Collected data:

● ● ●

//! Conversion between native `IrValue`s and Stellar `ScVal`s.
//!
//! `to_scval` marshals caller-supplied arguments; `from_scval` unwraps values
//! returned by simulation or by a confirmed transaction.

use stellar_strkey::Strkey;
use stellar_xdr::curr::{
    AccountId, ContractId, Hash, Int128Parts, Int256Parts, PublicKey, ScAddress, ScBytes, ScMap,
    ScMapEntry, ScString, ScSymbol, ScVal, ScVec, StringM, UInt128Parts, UInt256Parts, Uint256,
};
use thiserror::Error;

use crate::ir::{IrMapEntry, IrValue};

// ---------------------------------------------------------------------------
// Error
// ---------------------------------------------------------------------------

/// Errors that can occur while marshalling values.
#[derive(Debug, Clone, PartialEq, Eq, Error)]
pub enum XdrError {
    #[error("invalid {kind} value '{value}': {reason}")]
    InvalidNumber {
        kind: &'static str,
        value: String,
        reason: String,
    },
    #[error("invalid address '{address}': {reason}")]
    InvalidAddress { address: String, reason: String },
    #[error("invalid hex bytes '{value}': {reason}")]
    InvalidHex { value: String, reason: String },
    #[error("{what} exceeds the XDR length limit")]
    TooLong { what: &'static str },
    #[error("cannot convert {0} to a native value")]
    Unsupported(String),
}

// ---------------------------------------------------------------------------
// Native -> wire
// ---------------------------------------------------------------------------

/// Convert a native value into its `ScVal` representation.
pub fn to_scval(value: &IrValue) -> Result<ScVal, XdrError> {
    match value {
        IrValue::Void => Ok(ScVal::Void),
        IrValue::Bool(v) => Ok(ScVal::Bool(*v)),
        IrValue::U32(v) => Ok(ScVal::U32(*v)),
        IrValue::I32(v) => Ok(ScVal::I32(*v)),
        IrValue::U64(v) => Ok(ScVal::U64(*v)),
        IrValue::I64(v) => Ok(ScVal::I64(*v)),
        IrValue::U128(s) => {
            let v: u128 = s.parse().map_err(|e| invalid_number("u128", s, e))?;
            Ok(ScVal::U128(UInt128Parts {
                hi: (v >> 64) as u64,
                lo: v as u64,
            }))
        }
        IrValue::I128(s) => {
            let v: i128 = s.parse().map_err(|e| invalid_number("i128", s, e))?;
            Ok(ScVal::I128(Int128Parts {
                hi: (v >> 64) as i64,
                lo: v as u64,
            }))
        }
        IrValue::U256(s) => {
            let [hi_hi, hi_lo, lo_hi, lo_lo] =
                parse_u256_limbs(s).map_err(|reason| XdrError::InvalidNumber {
                    kind: "u256",
                    value: s.clone(),
                    reason,
                })?;
            Ok(ScVal::U256(UInt256Parts {
                hi_hi,
                hi_lo,
                lo_hi,
                lo_lo,
            }))
        }
        IrValue::I256(s) => Ok(ScVal::I256(parse_i256(s)?)),
        IrValue::String(s) => {
            let sm: StringM = s
                .clone()
                .try_into()
                .map_err(|_| XdrError::TooLong { what: "string" })?;
            Ok(ScVal::String(ScString(sm)))
        }
        IrValue::Symbol(s) => Ok(ScVal::Symbol(to_symbol(s)?)),
        IrValue::Bytes(hex_str) => {
            let raw = hex_str.strip_prefix("0x").unwrap_or(hex_str);
            let bytes = hex::decode(raw).map_err(|e| XdrError::InvalidHex {
                value: hex_str.clone(),
                reason: e.to_string(),
            })?;
            let sc: ScBytes = bytes
                .try_into()
                .map_err(|_| XdrError::TooLong { what: "bytes" })?;
            Ok(ScVal::Bytes(sc))
        }
        IrValue::Address(addr) => Ok(ScVal::Address(decode_address(addr)?)),
        IrValue::Vec(items) => {
            let vals = items.iter().map(to_scval).collect::<Result<Vec<_>, _>>()?;
            let sc_vec: ScVec = vals
                .try_into()
                .map_err(|_| XdrError::TooLong { what: "vec" })?;
            Ok(ScVal::Vec(Some(sc_vec)))
        }
        IrValue::Map(entries) => {
            let sc_entries = entries
                .iter()
                .map(|entry| {
                    Ok(ScMapEntry {
                        key: to_scval(&entry.key)?,
                        val: to_scval(&entry.value)?,
                    })
                })
                .collect::<Result<Vec<_>, XdrError>>()?;
            let sc_map: ScMap = sc_entries
                .try_into()
                .map_err(|_| XdrError::TooLong { what: "map" })?;
            Ok(ScVal::Map(Some(sc_map)))
        }
    }
}

/// Convert a list of native values, preserving order.
pub fn to_scvals(values: &[IrValue]) -> Result<Vec<ScVal>, XdrError> {
    values.iter().map(to_scval).collect()
}

/// Build an `ScSymbol`, e.g. for a function name.
pub fn to_symbol(s: &str) -> Result<ScSymbol, XdrError> {
    s.to_string()
        .try_into()
        .map_err(|_| XdrError::TooLong { what: "symbol" })
}

fn invalid_number(kind: &'static str, value: &str, err: impl std::fmt::Display) -> XdrError {
    XdrError::InvalidNumber {
        kind,
        value: value.to_string(),
        reason: err.to_string(),
    }
}

// ---------------------------------------------------------------------------
// Wire -> native
// ---------------------------------------------------------------------------

/// Convert a returned `ScVal` back into a native value.
pub fn from_scval(value: &ScVal) -> Result<IrValue, XdrError> {
    match value {
        ScVal::Void => Ok(IrValue::Void),
        ScVal::Bool(v) => Ok(IrValue::Bool(*v)),
        ScVal::U32(v) => Ok(IrValue::U32(*v)),
        ScVal::I32(v) => Ok(IrValue::I32(*v)),
        ScVal::U64(v) => Ok(IrValue::U64(*v)),
        ScVal::I64(v) => Ok(IrValue::I64(*v)),
        ScVal::U128(parts) => {
            let v = ((parts.hi as u128) << 64) | parts.lo as u128;
            Ok(IrValue::U128(v.to_string()))
        }
        ScVal::I128(parts) => {
            let v = ((parts.hi as i128) << 64) | parts.lo as i128;
            Ok(IrValue::I128(v.to_string()))
        }
        ScVal::U256(parts) => Ok(IrValue::U256(limbs_to_decimal([
            parts.hi_hi,
            parts.hi_lo,
            parts.lo_hi,
            parts.lo_lo,
        ]))),
        ScVal::I256(parts) => {
            let limbs = [parts.hi_hi as u64, parts.hi_lo, parts.lo_hi, parts.lo_lo];
            if parts.hi_hi < 0 {
                Ok(IrValue::I256(format!(
                    "-{}",
                    limbs_to_decimal(negate_limbs(limbs))
                )))
            } else {
                Ok(IrValue::I256(limbs_to_decimal(limbs)))
            }
        }
        ScVal::String(s) => String::from_utf8(s.0.to_vec())
            .map(IrValue::String)
            .map_err(|_| XdrError::Unsupported("non-UTF-8 string".to_string())),
        ScVal::Symbol(s) => Ok(IrValue::Symbol(s.to_string())),
        ScVal::Bytes(b) => Ok(IrValue::Bytes(hex::encode(b.0.to_vec()))),
        ScVal::Address(addr) => Ok(IrValue::Address(encode_address(addr)?)),
        ScVal::Vec(None) => Ok(IrValue::Vec(Vec::new())),
        ScVal::Vec(Some(items)) => Ok(IrValue::Vec(
            items.iter().map(from_scval).collect::<Result<_, _>>()?,
        )),
        ScVal::Map(None) => Ok(IrValue::Map(Vec::new())),
        ScVal::Map(Some(entries)) => Ok(IrValue::Map(
            entries
                .iter()
                .map(|entry| {
                    Ok(IrMapEntry {
                        key: from_scval(&entry.key)?,
                        value: from_scval(&entry.val)?,
                    })
                })
                .collect::<Result<_, XdrError>>()?,
        )),
        other => Err(XdrError::Unsupported(format!("{:?}", other.discriminant()))),
    }
}

// ---------------------------------------------------------------------------
// Addresses
// ---------------------------------------------------------------------------

/// Decode a G... account or C... contract strkey into an `ScAddress`.
pub fn decode_address(addr: &str) -> Result<ScAddress, XdrError> {
    let strkey = Strkey::from_string(addr).map_err(|e| XdrError::InvalidAddress {
        address: addr.to_string(),
        reason: e.to_string(),
    })?;

    match strkey {
        Strkey::PublicKeyEd25519(pk) => Ok(ScAddress::Account(AccountId(
            PublicKey::PublicKeyTypeEd25519(Uint256(pk.0)),
        ))),
        Strkey::Contract(c) => Ok(ScAddress::Contract(ContractId(Hash(c.0)))),
        _ => Err(XdrError::InvalidAddress {
            address: addr.to_string(),
            reason: "expected G... (account) or C... (contract) address".to_string(),
        }),
    }
}

/// Decode a G... strkey into an `AccountId`.
pub fn decode_account_id(addr: &str) -> Result<AccountId, XdrError> {
    match Strkey::from_string(addr) {
        Ok(Strkey::PublicKeyEd25519(pk)) => {
            Ok(AccountId(PublicKey::PublicKeyTypeEd25519(Uint256(pk.0))))
        }
        Ok(_) => Err(XdrError::InvalidAddress {
            address: addr.to_string(),
            reason: "expected a G... account address".to_string(),
        }),
        Err(e) => Err(XdrError::InvalidAddress {
            address: addr.to_string(),
            reason: e.to_string(),
        }),
    }
}

/// Decode a C... strkey into its 32-byte contract hash.
pub fn decode_contract_id(addr: &str) -> Result<[u8; 32], XdrError> {
    match Strkey::from_string(addr) {
        Ok(Strkey::Contract(c)) => Ok(c.0),
        Ok(_) => Err(XdrError::InvalidAddress {
            address: addr.to_string(),
            reason: "expected a C... contract address".to_string(),
        }),
        Err(e) => Err(XdrError::InvalidAddress {
            address: addr.to_string(),
            reason: e.to_string(),
        }),
    }
}

/// Encode an `ScAddress` back into its strkey form.
pub fn encode_address(addr: &ScAddress) -> Result<String, XdrError> {
    match addr {
        ScAddress::Account(AccountId(PublicKey::PublicKeyTypeEd25519(Uint256(bytes)))) => {
            Ok(account_strkey(bytes))
        }
        ScAddress::Contract(ContractId(Hash(bytes))) => Ok(contract_strkey(bytes)),
        other => Err(XdrError::Unsupported(format!("address {:?}", other))),
    }
}

/// G... strkey for a raw ed25519 public key.
pub fn account_strkey(public_key: &[u8; 32]) -> String {
    let strkey = Strkey::PublicKeyEd25519(stellar_strkey::ed25519::PublicKey(*public_key));
    String::from(strkey.to_string().as_str())
}

/// C... strkey for a raw contract hash.
pub fn contract_strkey(hash: &[u8; 32]) -> String {
    let strkey = Strkey::Contract(stellar_strkey::Contract(*hash));
    String::from(strkey.to_string().as_str())
}

// ---------------------------------------------------------------------------
// 256-bit helpers over big-endian u64 limbs
// ---------------------------------------------------------------------------

fn parse_u256_limbs(s: &str) -> Result<[u64; 4], String> {
    if s.is_empty() {
        return Err("empty string".to_string());
    }
    let mut limbs = [0u64; 4];
    for ch in s.bytes() {
        if !ch.is_ascii_digit() {
            return Err(format!("invalid digit '{}'", ch as char));
        }
        let mut carry = (ch - b'0') as u128;
        for limb in limbs.iter_mut().rev() {
            let wide = (*limb as u128) * 10 + carry;
            *limb = wide as u64;
            carry = wide >> 64;
        }
        if carry != 0 {
            return Err("value out of u256 range".to_string());
        }
    }
    Ok(limbs)
}

fn parse_i256(s: &str) -> Result<Int256Parts, XdrError> {
    let (negative, digits) = match s.strip_prefix('-') {
        Some(rest) => (true, rest),
        None => (false, s),
    };
    let invalid = |reason: String| XdrError::InvalidNumber {
        kind: "i256",
        value: s.to_string(),
        reason,
    };
    let magnitude = parse_u256_limbs(digits).map_err(invalid)?;

    // Magnitude must fit in 255 bits, except for exactly -2^255.
    let min_magnitude = [1u64 << 63, 0, 0, 0];
    if magnitude[0] >> 63 == 1 && !(negative && magnitude == min_magnitude) {
        return Err(invalid("value out of i256 range".to_string()));
    }

    let limbs = if negative {
        negate_limbs(magnitude)
    } else {
        magnitude
    };
    Ok(Int256Parts {
        hi_hi: limbs[0] as i64,
        hi_lo: limbs[1],
        lo_hi: limbs[2],
        lo_lo: limbs[3],
    })
}

/// Two's complement negation: NOT + 1.
fn negate_limbs(limbs: [u64; 4]) -> [u64; 4] {
    let mut out = limbs.map(|l| !l);
    for limb in out.iter_mut().rev() {
        let (sum, overflow) = limb.overflowing_add(1);
        *limb = sum;
        if !overflow {
            break;
        }
    }
    out
}

fn limbs_to_decimal(mut limbs: [u64; 4]) -> String {
    if limbs == [0; 4] {
        return "0".to_string();
    }
    let mut digits = Vec::new();
    while limbs != [0; 4] {
        let mut rem: u128 = 0;
        for limb in limbs.iter_mut() {
            let cur = (rem << 64) | *limb as u128;
            *limb = (cur / 10) as u64;
            rem = cur % 10;
        }
        digits.push(char::from(b'0' + rem as u8));
    }
    digits.iter().rev().collect()
}

// ---------------------------------------------------------------------------
// Tests
// ---------------------------------------------------------------------------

● ● ●

▸ TASK DESCRIPTION: Write out each line above that contains the word "returned".

▸ TASK RESPONSE:
//! returned by simulation or by a confirmed transaction.
/// Convert a returned `ScVal` back into a native value.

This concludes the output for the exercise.